-- TASK GOAL --
Exactly reproduce the lines from the top of the entries below through the line containing "it under the", with both ends included.

-- GIVEN DATA --
####################

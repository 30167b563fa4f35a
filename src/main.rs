/*  main.rs -- Program entry
    This file is part of sombra.

    This program is free software: you can redistribute it and/or modify
    it under the terms of the GNU General Public License as published by
    the Free Software Foundation, either version 3 of the License, or
    (at your option) any later version.

    This program is distributed in the hope that it will be useful,
    but WITHOUT ANY WARRANTY; without even the implied warranty of
    MERCHANTABILITY or FITNESS FOR A PARTICULAR PURPOSE.  See the
    GNU General Public License for more details.

    You should have received a copy of the GNU General Public License
    along with this program.  If not, see <https://www.gnu.org/licenses/>.
*/

use std::process::ExitCode;

fn main() -> ExitCode {
    sombra::main()
}
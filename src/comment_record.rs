use super::*;

#[derive(Clone, Debug, Eq, PartialEq)]
pub(crate) struct CommentRecord {
  pub(crate) author: String,
  pub(crate) comment_id: String,
  pub(crate) level: Level,
  pub(crate) like_count: u64,
  pub(crate) parent_id: String,
  pub(crate) published_at: DateTime<Utc>,
  pub(crate) text: String,
  pub(crate) updated_at: DateTime<Utc>,
}

impl CommentRecord {
  fn new(comment: &ApiComment, level: Level, parent_id: String) -> Self {
    let snippet = &comment.snippet;

    Self {
      author: snippet.author_display_name.clone(),
      comment_id: comment.id.clone(),
      level,
      like_count: snippet.like_count,
      parent_id,
      published_at: snippet.published_at,
      text: snippet.text_display.clone(),
      updated_at: snippet.updated_at,
    }
  }

  // Replies always point at the thread they were collected under, not at
  // whatever parent the snippet itself names.
  pub(crate) fn reply(comment: &ApiComment, parent_id: &str) -> Self {
    Self::new(comment, Level::Reply, parent_id.to_string())
  }

  pub(crate) fn row(&self, expansion: Expansion) -> Vec<String> {
    let published_at = self.published_at.to_rfc3339_opts(SecondsFormat::AutoSi, true);
    let updated_at = self.updated_at.to_rfc3339_opts(SecondsFormat::AutoSi, true);

    match expansion {
      Expansion::Flat => vec![
        self.author.clone(),
        self.text.clone(),
        self.like_count.to_string(),
        published_at,
        updated_at,
      ],
      Expansion::WithReplies => vec![
        self.level.depth().to_string(),
        self.author.clone(),
        self.text.clone(),
        self.like_count.to_string(),
        published_at,
        updated_at,
        self.parent_id.clone(),
        self.comment_id.clone(),
      ],
    }
  }

  pub(crate) fn top_level(comment: &ApiComment) -> Self {
    Self::new(comment, Level::TopLevel, String::new())
  }
}

#[cfg(test)]
mod tests {
  use super::*;

  fn sample_comment() -> ApiComment {
    serde_json::from_str(
      r#"{
        "id": "reply-1",
        "snippet": {
          "authorDisplayName": "@someone",
          "textDisplay": "nice &amp; tidy",
          "likeCount": 7,
          "parentId": "somewhere-else",
          "publishedAt": "2024-03-01T12:00:00Z",
          "updatedAt": "2024-03-02T08:30:15Z"
        }
      }"#,
    )
    .unwrap()
  }

  #[test]
  fn top_level_has_empty_parent() {
    let record = CommentRecord::top_level(&sample_comment());

    assert_eq!(record.level, Level::TopLevel);
    assert_eq!(record.parent_id, "");
    assert_eq!(record.comment_id, "reply-1");
    assert_eq!(record.author, "@someone");
    assert_eq!(record.like_count, 7);
  }

  #[test]
  fn reply_takes_parent_from_thread() {
    let record = CommentRecord::reply(&sample_comment(), "thread-a");

    assert_eq!(record.level, Level::Reply);
    assert_eq!(record.parent_id, "thread-a");
  }

  #[test]
  fn row_with_replies_follows_column_order() {
    let record = CommentRecord::reply(&sample_comment(), "thread-a");

    assert_eq!(
      record.row(Expansion::WithReplies),
      vec![
        "1",
        "@someone",
        "nice &amp; tidy",
        "7",
        "2024-03-01T12:00:00Z",
        "2024-03-02T08:30:15Z",
        "thread-a",
        "reply-1",
      ]
    );

    assert_eq!(
      record.row(Expansion::WithReplies).len(),
      Expansion::WithReplies.columns().len()
    );
  }

  #[test]
  fn flat_row_omits_tree_columns() {
    let record = CommentRecord::top_level(&sample_comment());

    assert_eq!(
      record.row(Expansion::Flat),
      vec![
        "@someone",
        "nice &amp; tidy",
        "7",
        "2024-03-01T12:00:00Z",
        "2024-03-02T08:30:15Z",
      ]
    );
  }
}
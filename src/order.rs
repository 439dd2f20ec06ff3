use super::*;

#[derive(Clone, Copy, Debug, Default, Eq, PartialEq, ValueEnum)]
pub(crate) enum Order {
  #[default]
  Relevance,
  Time,
}

impl Order {
  pub(crate) fn as_str(self) -> &'static str {
    match self {
      Self::Relevance => "relevance",
      Self::Time => "time",
    }
  }
}
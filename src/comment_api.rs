use super::*;

pub(crate) trait CommentApi {
  async fn fetch_reply_page(
    &self,
    parent_id: &str,
    page_size: usize,
    page_token: Option<&str>,
  ) -> Result<ReplyPage>;

  async fn fetch_thread_page(
    &self,
    video_id: &str,
    page_size: usize,
    order: Order,
    expansion: Expansion,
    page_token: Option<&str>,
  ) -> Result<ThreadPage>;
}
use super::*;

#[derive(Debug, Parser)]
#[command(
  name = "ytc",
  version,
  about = "Extract YouTube comments and save them to CSV"
)]
pub(crate) struct Arguments {
  /// YouTube Data API key
  pub(crate) api_key: String,
  /// API endpoint to query
  #[arg(
    long,
    env = "YOUTUBE_API_BASE_URL",
    default_value = Client::DEFAULT_BASE_URL
  )]
  pub(crate) base_url: String,
  /// Maximum number of top-level comments to extract
  #[arg(
    long,
    default_value_t = 100,
    value_parser = clap::value_parser!(u32).range(1..)
  )]
  pub(crate) max_comments: u32,
  /// Only extract top-level comments
  #[arg(long)]
  pub(crate) no_replies: bool,
  /// Order in which comment threads are requested
  #[arg(long, value_enum, default_value_t = Order::Relevance)]
  pub(crate) order: Order,
  /// Output CSV filename [default: youtube_comments_<VIDEO_ID>.csv]
  #[arg(long, short)]
  pub(crate) output: Option<PathBuf>,
  /// YouTube video ID
  pub(crate) video_id: String,
}

impl Arguments {
  pub(crate) fn expansion(&self) -> Expansion {
    if self.no_replies {
      Expansion::Flat
    } else {
      Expansion::WithReplies
    }
  }

  pub(crate) fn output_path(&self) -> PathBuf {
    self.output.clone().unwrap_or_else(|| {
      PathBuf::from(format!("youtube_comments_{}.csv", self.video_id))
    })
  }
}
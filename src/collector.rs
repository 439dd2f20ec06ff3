use super::*;

pub(crate) struct Collector<'a, A> {
  api: &'a A,
  expansion: Expansion,
  order: Order,
}

impl<'a, A: CommentApi> Collector<'a, A> {
  pub(crate) async fn collect(
    &self,
    video_id: &str,
    max_top_level: usize,
  ) -> Result<Vec<CommentRecord>> {
    let mut records = Vec::new();

    let mut emitted = 0;

    let mut page_token: Option<String> = None;

    while emitted < max_top_level {
      let remaining = max_top_level - emitted;

      let page_size = remaining.min(PAGE_SIZE_CAP);

      log::debug!(
        "fetching thread page for {video_id} (size {page_size}, token {page_token:?})"
      );

      let page = self
        .api
        .fetch_thread_page(
          video_id,
          page_size,
          self.order,
          self.expansion,
          page_token.as_deref(),
        )
        .await
        .with_context(|| {
          format!("failed to fetch comment threads for video {video_id}")
        })?;

      for thread in page.items.iter().take(remaining) {
        self.expand_thread(thread, &mut records).await;
        emitted += 1;
      }

      match page.next_page_token {
        Some(token) => page_token = Some(token),
        None => break,
      }
    }

    log::info!(
      "collected {} records ({emitted} top-level) for {video_id}",
      records.len()
    );

    Ok(records)
  }

  async fn expand_thread(
    &self,
    thread: &CommentThread,
    records: &mut Vec<CommentRecord>,
  ) {
    let top_level = thread.top_level_comment();

    records.push(CommentRecord::top_level(top_level));

    if !self.expansion.includes_replies() {
      return;
    }

    let inline = thread.inline_replies();

    for reply in inline {
      records.push(CommentRecord::reply(reply, &top_level.id));
    }

    if thread.total_reply_count() <= inline.len() as u64 {
      return;
    }

    let inline_ids = inline
      .iter()
      .map(|reply| reply.id.as_str())
      .collect::<HashSet<_>>();

    if let Err(error) = self
      .fetch_remaining_replies(&top_level.id, &inline_ids, records)
      .await
    {
      log::warn!("skipping remaining replies to {}: {error:#}", top_level.id);
    }
  }

  // Reply pages are trusted not to repeat ids among themselves; only the
  // inline snapshot is deduplicated against.
  async fn fetch_remaining_replies(
    &self,
    parent_id: &str,
    inline_ids: &HashSet<&str>,
    records: &mut Vec<CommentRecord>,
  ) -> Result {
    let mut page_token: Option<String> = None;

    loop {
      log::debug!("fetching reply page for {parent_id} (token {page_token:?})");

      let page = self
        .api
        .fetch_reply_page(parent_id, PAGE_SIZE_CAP, page_token.as_deref())
        .await
        .with_context(|| format!("failed to fetch replies to {parent_id}"))?;

      records.extend(
        page
          .items
          .iter()
          .filter(|reply| !inline_ids.contains(reply.id.as_str()))
          .map(|reply| CommentRecord::reply(reply, parent_id)),
      );

      match page.next_page_token {
        Some(token) => page_token = Some(token),
        None => return Ok(()),
      }
    }
  }

  pub(crate) fn new(api: &'a A, expansion: Expansion, order: Order) -> Self {
    Self {
      api,
      expansion,
      order,
    }
  }
}
#[derive(Clone, Copy, Debug, Eq, PartialEq)]
pub(crate) enum Level {
  Reply,
  TopLevel,
}

impl Level {
  pub(crate) fn depth(self) -> u8 {
    match self {
      Self::Reply => 1,
      Self::TopLevel => 0,
    }
  }
}
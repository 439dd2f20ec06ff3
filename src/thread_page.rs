use super::*;

#[derive(Clone, Debug, Default, Deserialize)]
#[serde(rename_all = "camelCase")]
pub(crate) struct ThreadPage {
  #[serde(default)]
  pub(crate) items: Vec<CommentThread>,
  pub(crate) next_page_token: Option<String>,
}
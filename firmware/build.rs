//! Puts `memory.x` on the linker search path and selects the linker scripts.

use std::env;
use std::fs::File;
use std::io::Write;
use std::path::PathBuf;

fn main() {
    let out = PathBuf::from(env::var_os("OUT_DIR").expect("OUT_DIR is set by cargo"));
    File::create(out.join("memory.x"))
        .and_then(|mut file| file.write_all(include_bytes!("memory.x")))
        .expect("write memory.x");
    println!("cargo:rustc-link-search={}", out.display());
    println!("cargo:rerun-if-changed=memory.x");

    println!("cargo:rustc-link-arg-bins=--nmagic");
    println!("cargo:rustc-link-arg-bins=-Tlink.x");
    println!("cargo:rustc-link-arg-bins=-Tlink-rp.x");
    println!("cargo:rustc-link-arg-bins=-Tdefmt.x");
}
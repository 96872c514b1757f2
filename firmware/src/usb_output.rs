//! USB HID gamepad transport.
//!
//! The control task stages button and axis changes through the
//! [`Transport`] trait; `send_report` publishes the staged state to a
//! [`Signal`] that the HID writer task drains ("latest value wins").

use defmt::Format;
use embassy_rp::peripherals::USB;
use embassy_rp::usb::Driver;
use embassy_sync::blocking_mutex::raw::CriticalSectionRawMutex;
use embassy_sync::signal::Signal;
use embassy_usb::class::hid::{HidWriter, State};
use embassy_usb::{Builder, Handler};
use pad_core::pad_proto::{Axis, Buttons, GamepadReport};
use pad_core::Transport;
use portable_atomic::{AtomicBool, Ordering};

/// HID writer for [`HidReport`]s on the RP2040 USB peripheral.
pub type GamepadWriter = HidWriter<'static, Driver<'static, USB>, { HidReport::SIZE }>;

/// Latest report waiting for the HID writer task.
pub type ReportSignal = Signal<CriticalSectionRawMutex, HidReport>;

/// Wire format of one input report.
///
/// Matches [`REPORT_DESCRIPTOR`]. Total size: 11 bytes (buttons: 3, axes: 4x2)
#[derive(Clone, Copy, Default, Debug, PartialEq, Eq, Format)]
pub struct HidReport {
    /// Button bitfield, bit `n - 1` is button `n` (17 used)
    pub buttons: u32,
    /// X, Y, Z, Rz, each 0-65535
    pub axes: [u16; 4],
}

impl HidReport {
    /// Size of the report in bytes.
    pub const SIZE: usize = 11;

    /// Convert the report to bytes.
    #[must_use]
    pub fn as_bytes(&self) -> [u8; Self::SIZE] {
        let buttons = self.buttons.to_le_bytes();
        let mut out = [0u8; Self::SIZE];
        out[..3].copy_from_slice(&buttons[..3]);
        for (chunk, axis) in out[3..].chunks_exact_mut(2).zip(self.axes.iter()) {
            chunk.copy_from_slice(&axis.to_le_bytes());
        }
        out
    }
}

impl From<&GamepadReport> for HidReport {
    fn from(report: &GamepadReport) -> Self {
        Self {
            buttons: report.pressed.raw(),
            axes: Axis::ALL.map(|axis| report.axes.get(axis)),
        }
    }
}

/// HID report descriptor: 17 buttons and four 16-bit axes.
pub const REPORT_DESCRIPTOR: &[u8] = &[
    0x05, 0x01, // Usage Page (Generic Desktop)
    0x09, 0x05, // Usage (Gamepad)
    0xA1, 0x01, // Collection (Application)
    //
    // --- Buttons (17 buttons) ---
    0x05, 0x09, //   Usage Page (Button)
    0x19, 0x01, //   Usage Minimum (Button 1)
    0x29, 0x11, //   Usage Maximum (Button 17)
    0x15, 0x00, //   Logical Minimum (0)
    0x25, 0x01, //   Logical Maximum (1)
    0x95, 0x11, //   Report Count (17)
    0x75, 0x01, //   Report Size (1)
    0x81, 0x02, //   Input (Data, Variable, Absolute)
    //
    // --- Padding to a byte boundary ---
    0x95, 0x01, //   Report Count (1)
    0x75, 0x07, //   Report Size (7)
    0x81, 0x03, //   Input (Constant)
    //
    // --- Left stick (X/Y) and right stick (Z/Rz) ---
    0x05, 0x01, //   Usage Page (Generic Desktop)
    0x09, 0x30, //   Usage (X)
    0x09, 0x31, //   Usage (Y)
    0x09, 0x32, //   Usage (Z)
    0x09, 0x35, //   Usage (Rz)
    0x15, 0x00, //   Logical Minimum (0)
    0x27, 0xFF, 0xFF, 0x00, 0x00, //   Logical Maximum (65535)
    0x95, 0x04, //   Report Count (4)
    0x75, 0x10, //   Report Size (16)
    0x81, 0x02, //   Input (Data, Variable, Absolute)
    //
    0xC0, // End Collection
];

/// Tracks whether the host has configured the device.
pub struct ConnectionHandler {
    connected: &'static AtomicBool,
}

impl ConnectionHandler {
    #[must_use]
    pub const fn new(connected: &'static AtomicBool) -> Self {
        Self { connected }
    }
}

impl Handler for ConnectionHandler {
    fn configured(&mut self, configured: bool) {
        defmt::info!("USB configured: {}", configured);
        self.connected.store(configured, Ordering::Release);
    }

    fn suspended(&mut self, suspended: bool) {
        if suspended {
            defmt::info!("USB suspended");
            self.connected.store(false, Ordering::Release);
        }
    }

    fn reset(&mut self) {
        self.connected.store(false, Ordering::Release);
    }
}

/// [`Transport`] over USB HID.
pub struct UsbHidTransport {
    staged: GamepadReport,
    signal: &'static ReportSignal,
    connected: &'static AtomicBool,
}

impl UsbHidTransport {
    #[must_use]
    pub fn new(signal: &'static ReportSignal, connected: &'static AtomicBool) -> Self {
        Self {
            staged: GamepadReport::neutral(),
            signal,
            connected,
        }
    }
}

impl Transport for UsbHidTransport {
    fn is_connected(&self) -> bool {
        self.connected.load(Ordering::Acquire)
    }

    fn press(&mut self, button: u8) {
        if let Some(bit) = Buttons::from_index(button) {
            self.staged.pressed.set(bit, true);
        }
    }

    fn release(&mut self, button: u8) {
        if let Some(bit) = Buttons::from_index(button) {
            self.staged.pressed.set(bit, false);
        }
    }

    fn set_axis(&mut self, axis: Axis, value: u16) {
        self.staged.axes.set(axis, value);
    }

    fn send_report(&mut self) {
        self.signal.signal(HidReport::from(&self.staged));
    }
}

/// Configure the USB HID class in the USB builder.
///
/// Returns the HID writer for use by the application.
pub fn configure_usb_hid(
    builder: &mut Builder<'static, Driver<'static, USB>>,
    state: &'static mut State<'static>,
) -> GamepadWriter {
    let config = embassy_usb::class::hid::Config {
        report_descriptor: REPORT_DESCRIPTOR,
        request_handler: None,
        poll_ms: 1,
        max_packet_size: 16,
        hid_subclass: embassy_usb::class::hid::HidSubclass::No,
        hid_boot_protocol: embassy_usb::class::hid::HidBootProtocol::None,
    };

    HidWriter::new(builder, state, config)
}
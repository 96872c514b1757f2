//! Battery-powered USB gamepad firmware for RP2040.
//!
//! This crate binds the platform-agnostic [`pad_core::Controller`] to the
//! RP2040: pin adapters, the USB HID transport, the calibration console on
//! a CDC-ACM port, flash persistence and watchdog-based deep sleep.
//!
//! # Architecture
//!
//! ```text
//! control task (1 ms ticker) ──Controller::poll──► UsbHidTransport ──Signal──► hid task ──► host
//!        ▲
//!        └──── Channel<Command> / Channel<Response> ◄──── console task ◄──── CDC-ACM ◄── host
//! ```
//!
//! See [`board`] for the pin map.
//!
//! # Features
//!
//! - **`dev-panic`** (default): Use `panic-probe` for development
//! - **`prod-panic`**: Use `panic-reset` for production (silent watchdog reset)

#![no_std]

pub mod board;
pub mod console;
pub mod flash_storage;
pub mod low_power;
pub mod usb_output;

pub use board::{
    AdcInput, AnalogFrontEnd, AnalogSource, ButtonPin, EmbassyClock, PwmLed, PwmMotor, RpBoard,
    VbusSense,
};
pub use console::{CommandChannel, ConsoleClass, ResponseChannel};
pub use flash_storage::{BoardFlash, FlashStorage};
pub use low_power::RpLowPower;
pub use usb_output::{
    configure_usb_hid, ConnectionHandler, GamepadWriter, HidReport, ReportSignal, UsbHidTransport,
};

/// The controller as wired on this board.
pub type PadController =
    pad_core::Controller<RpBoard, UsbHidTransport, FlashStorage, RpLowPower, EmbassyClock>;
//! Calibration console over USB CDC-ACM.
//!
//! Reads newline-terminated command lines, forwards parsed commands to the
//! control task and writes back its responses. Lines that fail to parse are
//! answered here without involving the control task.

use embassy_rp::peripherals::USB;
use embassy_rp::usb::Driver;
use embassy_sync::blocking_mutex::raw::CriticalSectionRawMutex;
use embassy_sync::channel::Channel;
use embassy_usb::class::cdc_acm::CdcAcmClass;
use embassy_usb::driver::EndpointError;
use heapless::Vec;
use pad_core::pad_proto::{
    parse_command, Command, Response, ResponseError, MAX_COMMAND_LENGTH, MAX_RESPONSE_SIZE,
};

/// CDC-ACM class on the RP2040 USB peripheral.
pub type ConsoleClass = CdcAcmClass<'static, Driver<'static, USB>>;

/// Parsed commands for the control task.
pub type CommandChannel = Channel<CriticalSectionRawMutex, Command, 2>;

/// Responses from the control task.
pub type ResponseChannel = Channel<CriticalSectionRawMutex, Response, 2>;

/// Bulk packet size of the console endpoints.
pub const PACKET_SIZE: u16 = 64;

/// Result of feeding bytes into a [`LineReader`].
enum Line<'a> {
    Complete(&'a [u8]),
    Overflow,
}

/// Accumulates bytes into lines, discarding lines that do not fit.
struct LineReader {
    buffer: Vec<u8, MAX_COMMAND_LENGTH>,
    discarding: bool,
}

impl LineReader {
    const fn new() -> Self {
        Self {
            buffer: Vec::new(),
            discarding: false,
        }
    }

    fn clear(&mut self) {
        self.buffer.clear();
        self.discarding = false;
    }

    /// Feed one byte. Returns a line when `byte` terminates one.
    fn push(&mut self, byte: u8) -> Option<Line<'_>> {
        if byte == b'\n' {
            if self.discarding {
                self.discarding = false;
                self.buffer.clear();
                return Some(Line::Overflow);
            }
            return Some(Line::Complete(&self.buffer));
        }
        if self.discarding {
            return None;
        }
        if self.buffer.push(byte).is_err() {
            // Too long: drop everything up to the next newline
            self.discarding = true;
        }
        None
    }
}

/// Serve the console until the host closes the port.
pub async fn serve(
    class: &mut ConsoleClass,
    commands: &CommandChannel,
    responses: &ResponseChannel,
) -> Result<(), EndpointError> {
    let mut reader = LineReader::new();
    let mut packet = [0u8; PACKET_SIZE as usize];

    loop {
        let len = class.read_packet(&mut packet).await?;
        for &byte in &packet[..len] {
            let response = match reader.push(byte) {
                None => continue,
                Some(Line::Overflow) => {
                    defmt::warn!("Console line too long");
                    Response::Error(ResponseError::Unknown)
                }
                Some(Line::Complete(line)) => match parse_command(line) {
                    Ok(command) => {
                        defmt::debug!("Console command: {}", command);
                        commands.send(command).await;
                        responses.receive().await
                    }
                    Err(err) => {
                        defmt::debug!("Console parse error: {}", err);
                        Response::Error(err.into())
                    }
                },
            };
            reader.clear();
            write_response(class, &response).await?;
        }
    }
}

async fn write_response(class: &mut ConsoleClass, response: &Response) -> Result<(), EndpointError> {
    let out = match response.serialize_to_vec::<MAX_RESPONSE_SIZE>() {
        Ok(out) => out,
        Err(err) => {
            defmt::error!("Response does not fit: {}", err);
            return Ok(());
        }
    };

    for chunk in out.chunks(PACKET_SIZE as usize) {
        class.write_packet(chunk).await?;
    }
    // A full last packet needs a zero-length packet to end the transfer
    if out.len() % PACKET_SIZE as usize == 0 {
        class.write_packet(&[]).await?;
    }
    Ok(())
}
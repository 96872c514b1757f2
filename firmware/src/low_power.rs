//! Deep sleep for the RP2040.
//!
//! Sleep is emulated: the core stops running the control loop and waits in
//! `wfi` with a level interrupt armed on the wake pin, then restarts through
//! the watchdog once the pin reaches its wake level. A magic value in a
//! watchdog scratch register survives that reset and tells the next boot it
//! was woken by the pin.

use embassy_rp::gpio::Input;
use embassy_rp::pac;
use embassy_rp::watchdog::Watchdog;
use pad_core::{wait_for_wake_press, LowPower, WakeCause, WakeLevel, WakeSourceError};

/// Scratch register carrying the wake marker across the reset.
const WAKE_SCRATCH: usize = 0;

/// "WAKE"
const WAKE_MAGIC: u32 = 0x5741_4B45;

/// [`LowPower`] using the watchdog for the wake restart.
pub struct RpLowPower {
    watchdog: Watchdog,
    wake_pin: &'static Input<'static>,
    /// GPIO number of `wake_pin`.
    gpio: u8,
    armed: Option<WakeLevel>,
    cause: WakeCause,
}

impl RpLowPower {
    /// Take the watchdog and read (then clear) the wake marker.
    ///
    /// `wake_pin` must be the input on GPIO `gpio`.
    #[must_use]
    pub fn new(mut watchdog: Watchdog, wake_pin: &'static Input<'static>, gpio: u8) -> Self {
        let cause = if watchdog.get_scratch(WAKE_SCRATCH) == WAKE_MAGIC {
            WakeCause::WakePin
        } else {
            WakeCause::PowerOn
        };
        watchdog.set_scratch(WAKE_SCRATCH, 0);

        Self {
            watchdog,
            wake_pin,
            gpio,
            armed: None,
            cause,
        }
    }

    fn at_level(&self, level: WakeLevel) -> bool {
        match level {
            WakeLevel::Low => self.wake_pin.is_low(),
            WakeLevel::High => self.wake_pin.is_high(),
        }
    }

    /// Arm a level interrupt for `level` on the wake pin and sleep until an
    /// interrupt is pending.
    ///
    /// The bank0 handler installed by embassy-rp disarms the pin when it
    /// fires, so every call re-arms.
    fn park_until(&self, level: WakeLevel) {
        let bank = usize::from(self.gpio / 8);
        let field = usize::from(self.gpio % 8);
        let inte = pac::IO_BANK0.int_proc(0).inte(bank);

        // Masked so an interrupt landing before `wfi` still wakes it
        cortex_m::interrupt::free(|_| {
            inte.write_clear(|w| {
                w.set_level_low(field, true);
                w.set_level_high(field, true);
            });
            inte.write_set(|w| match level {
                WakeLevel::Low => w.set_level_low(field, true),
                WakeLevel::High => w.set_level_high(field, true),
            });
            cortex_m::asm::wfi();
        });
    }
}

const fn opposite(level: WakeLevel) -> WakeLevel {
    match level {
        WakeLevel::Low => WakeLevel::High,
        WakeLevel::High => WakeLevel::Low,
    }
}

impl LowPower for RpLowPower {
    fn wake_cause(&self) -> WakeCause {
        self.cause
    }

    fn configure_wake_source(&mut self, pin: u8, level: WakeLevel) -> Result<(), WakeSourceError> {
        // Only the wake button's pin is handed to this adapter
        if pin != self.gpio {
            return Err(WakeSourceError::UnsupportedPin);
        }
        self.armed = Some(level);
        Ok(())
    }

    fn enter_deep_sleep(&mut self) {
        let Some(level) = self.armed else {
            defmt::error!("Deep sleep without a wake source");
            return;
        };

        wait_for_wake_press(
            || self.at_level(level),
            |asserted| {
                self.park_until(if asserted { level } else { opposite(level) });
            },
        );

        defmt::info!("Wake pin asserted, restarting");
        self.watchdog.set_scratch(WAKE_SCRATCH, WAKE_MAGIC);
        self.watchdog.trigger_reset();
        loop {
            cortex_m::asm::nop();
        }
    }
}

####################

-- OUTPUT OF THE TASK --
repository 30167b563fa4f35a
filename src/main.rs
/*  main.rs -- Program entry
    This file is part of sombra.

    This program is free software: you can redistribute it and/or modify
    it under the terms of the GNU General Public License as published by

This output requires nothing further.